─── SOURCE MATERIAL
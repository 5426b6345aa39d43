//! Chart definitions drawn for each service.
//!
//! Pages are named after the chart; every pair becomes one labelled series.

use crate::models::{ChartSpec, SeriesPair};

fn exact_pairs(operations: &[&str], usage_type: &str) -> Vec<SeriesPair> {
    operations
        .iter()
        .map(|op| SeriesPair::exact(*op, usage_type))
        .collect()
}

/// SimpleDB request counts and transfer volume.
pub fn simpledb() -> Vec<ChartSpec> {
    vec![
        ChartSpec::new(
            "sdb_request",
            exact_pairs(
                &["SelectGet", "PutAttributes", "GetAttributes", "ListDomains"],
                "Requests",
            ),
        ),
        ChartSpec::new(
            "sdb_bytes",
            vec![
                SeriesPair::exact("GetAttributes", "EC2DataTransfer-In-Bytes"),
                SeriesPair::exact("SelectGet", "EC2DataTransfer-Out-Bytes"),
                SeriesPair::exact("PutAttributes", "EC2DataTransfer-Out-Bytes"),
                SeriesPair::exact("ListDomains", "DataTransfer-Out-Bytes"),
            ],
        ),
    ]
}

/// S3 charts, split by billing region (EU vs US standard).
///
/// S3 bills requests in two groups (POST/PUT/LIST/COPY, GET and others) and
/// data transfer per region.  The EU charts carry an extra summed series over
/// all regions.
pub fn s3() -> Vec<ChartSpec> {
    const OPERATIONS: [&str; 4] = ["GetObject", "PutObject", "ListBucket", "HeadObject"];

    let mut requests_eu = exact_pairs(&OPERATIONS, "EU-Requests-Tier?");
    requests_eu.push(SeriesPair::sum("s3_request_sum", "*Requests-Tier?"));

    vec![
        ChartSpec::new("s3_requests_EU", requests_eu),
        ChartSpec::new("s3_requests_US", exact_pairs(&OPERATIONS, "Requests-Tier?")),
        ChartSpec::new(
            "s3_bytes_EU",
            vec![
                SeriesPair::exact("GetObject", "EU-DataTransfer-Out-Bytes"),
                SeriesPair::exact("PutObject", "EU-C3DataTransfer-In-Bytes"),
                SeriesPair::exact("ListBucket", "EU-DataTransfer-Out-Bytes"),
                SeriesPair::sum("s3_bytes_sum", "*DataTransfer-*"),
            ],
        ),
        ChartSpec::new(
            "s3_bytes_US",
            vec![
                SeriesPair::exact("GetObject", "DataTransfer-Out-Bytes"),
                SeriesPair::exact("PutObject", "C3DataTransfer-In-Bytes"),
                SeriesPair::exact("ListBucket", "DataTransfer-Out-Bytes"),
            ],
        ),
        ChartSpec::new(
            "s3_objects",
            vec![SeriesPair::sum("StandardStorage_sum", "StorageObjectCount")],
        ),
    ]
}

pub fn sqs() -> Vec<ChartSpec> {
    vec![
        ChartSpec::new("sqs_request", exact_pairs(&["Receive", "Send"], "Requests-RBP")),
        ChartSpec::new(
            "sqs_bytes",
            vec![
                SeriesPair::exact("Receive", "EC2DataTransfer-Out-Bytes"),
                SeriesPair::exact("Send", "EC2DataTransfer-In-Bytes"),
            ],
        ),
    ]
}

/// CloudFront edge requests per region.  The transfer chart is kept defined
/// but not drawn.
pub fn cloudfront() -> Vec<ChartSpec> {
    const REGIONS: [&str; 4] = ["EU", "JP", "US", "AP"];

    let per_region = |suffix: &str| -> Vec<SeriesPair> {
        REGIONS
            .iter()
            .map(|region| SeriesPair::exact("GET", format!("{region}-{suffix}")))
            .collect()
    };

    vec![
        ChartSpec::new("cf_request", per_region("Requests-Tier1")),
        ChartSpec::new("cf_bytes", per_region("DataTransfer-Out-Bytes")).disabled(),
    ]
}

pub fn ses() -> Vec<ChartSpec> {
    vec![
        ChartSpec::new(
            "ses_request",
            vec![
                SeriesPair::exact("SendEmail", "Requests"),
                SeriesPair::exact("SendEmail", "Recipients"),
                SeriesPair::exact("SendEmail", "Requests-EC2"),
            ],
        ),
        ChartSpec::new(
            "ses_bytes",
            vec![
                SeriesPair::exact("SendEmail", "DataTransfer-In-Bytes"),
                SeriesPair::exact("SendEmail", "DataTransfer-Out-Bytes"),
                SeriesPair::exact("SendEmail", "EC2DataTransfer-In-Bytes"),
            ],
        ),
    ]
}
──────
Look through the entries above. Copy out every line holding the word "ListBucket".

    const OPERATIONS: [&str; 4] = ["GetObject", "PutObject", "ListBucket", "HeadObject"];
                SeriesPair::exact("ListBucket", "EU-DataTransfer-Out-Bytes"),
                SeriesPair::exact("ListBucket", "DataTransfer-Out-Bytes"),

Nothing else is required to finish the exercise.